The Republican governor also touched on several other issues, including an Arizona Senate bill that would address teen suicide in the state, an Arizona father who was granted a deportation stay to take care of his cancer-stricken son and a report that found a foster child was placed in the home of a sex offender.
Eighty-five percent of children who committed suicide had previously reached out for help, Ducey said. “It’s up to friends, parents, teachers, counselors to be aware if someone who says they’re depressed.”
As for the case of Jesus Berrones, who was granted the stay shortly after seeking refuge at a Phoenix church as he was set to be removed from the country again, Ducey said his case should push Congress to sort out issues with immigration.
“I would like to see decisions and certainty on the DACA situation,” Ducey said. “They need to make a decision.

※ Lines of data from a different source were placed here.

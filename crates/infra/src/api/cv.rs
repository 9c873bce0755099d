//! CV upload and rewrite operations
//!
//! The rewrite is an asynchronous backend job: one initiation call returns a
//! `session_id`, then the status endpoint is polled until a terminal status.

use cvforge_core::{JobError, JobObserver, JobPoller};
use cvforge_domain::{
    JobConfig, JobStatusReport, JobTicket, RewriteRequest, StageDefinition, UploadReceipt,
};
use reqwest::Method;
use tokio_util::sync::CancellationToken;
use tracing::{info, instrument};

use super::client::ApiClient;
use super::errors::{ApiError, EnhancedError};
use crate::http::{ApiResponse, FileUpload, RequestOptions, UploadProgress};

/// Stages narrated to the UI while a rewrite runs
pub fn default_rewrite_stages() -> Vec<StageDefinition> {
    vec![
        StageDefinition::new("analyzing", "Analyzing your CV"),
        StageDefinition::new("matching", "Matching the job description"),
        StageDefinition::new("rewriting", "Rewriting sections"),
        StageDefinition::new("finalizing", "Finalizing"),
    ]
}

#[derive(Clone, Debug)]
pub struct CvService {
    client: ApiClient,
    poller: JobPoller,
    jobs: JobConfig,
}

impl CvService {
    pub fn new(client: ApiClient, poller: JobPoller, jobs: JobConfig) -> Self {
        Self { client, poller, jobs }
    }

    /// Upload a CV document, reporting progress as 0-100 percentages.
    #[instrument(skip_all, fields(file = %upload.file_name, bytes = upload.len()))]
    pub async fn upload_cv(
        &self,
        upload: FileUpload,
        extra_fields: &[(String, String)],
        on_progress: Option<UploadProgress>,
    ) -> Result<UploadReceipt, EnhancedError> {
        let response = self
            .client
            .upload_file(
                &self.jobs.upload_path,
                &upload,
                extra_fields,
                on_progress.as_ref(),
                RequestOptions::default(),
            )
            .await?;
        info!("CV uploaded");
        decode(response, "POST", self.client.url(&self.jobs.upload_path))
    }

    /// Start a rewrite job and poll it to a terminal status.
    ///
    /// # Errors
    /// `JobError::NotStarted` when no session id is issued, `Failed` with the
    /// backend's message, `TimedOut` once the attempt budget is spent, and
    /// `Cancelled` when `cancel` fires.
    #[instrument(skip_all, fields(stages = stages.len()))]
    pub async fn rewrite_cv(
        &self,
        request: &RewriteRequest,
        stages: &[StageDefinition],
        observer: Option<&dyn JobObserver>,
        cancel: &CancellationToken,
    ) -> Result<JobStatusReport, JobError<EnhancedError>> {
        let client = &self.client;
        let jobs = &self.jobs;
        let initiate_url = client.url(&jobs.rewrite_path);
        let body = serde_json::to_value(request).map_err(|err| {
            JobError::Request(EnhancedError::new(
                ApiError::Decode(err.to_string()),
                "POST",
                initiate_url.clone(),
                0,
            ))
        })?;
        let rewrite_timeout = client.api().rewrite_timeout();

        let initiate = move || async move {
            let options = RequestOptions::default()
                .no_cache()
                .timeout(rewrite_timeout)
                .cancel_token(cancel.clone());
            let response =
                client.request(Method::POST, &jobs.rewrite_path, Some(&body), options).await?;
            decode::<JobTicket>(response, "POST", initiate_url.clone())
        };

        let poll = move |session_id: String| async move {
            let path = jobs.status_path(&session_id);
            // The poll interval is the only retry; a failed poll spends one attempt.
            let options = RequestOptions::default()
                .no_cache()
                .max_retries(0)
                .cancel_token(cancel.clone());
            let response = client.request(Method::GET, &path, None, options).await?;
            decode::<JobStatusReport>(response, "GET", client.url(&path))
        };

        self.poller.run_job(initiate, poll, stages, observer, cancel).await
    }
}

fn decode<T: serde::de::DeserializeOwned>(
    response: ApiResponse,
    method: &str,
    url: String,
) -> Result<T, EnhancedError> {
    response.into_json().map_err(|err| EnhancedError::new(err, method, url, 1))
}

This is one of the consequences of Congress not doing its job for the last 10 years.”
And Ducey vowed to look into the Arizona Department of Child Safety after a $15 million legal claim alleged a foster child spent 12 years in the home of a man later convicted of child sex crimes.
The claim — a precursor to a possible lawsuit — alleged the department failed to investigate reports of abuse and neglect inside the home of David Frodsham, who was sentenced to 17 years in prison after pleading guilty to charges of child sexual abuse and pornography in 2016.
The foster child who filed the claim was one of the victims in the case.
“We take this very seriously. I was alarmed by this news,” Ducey said. “I’m going to look into it. [DCS] has been a broken agency for years. Let’s get to the bottom of this.”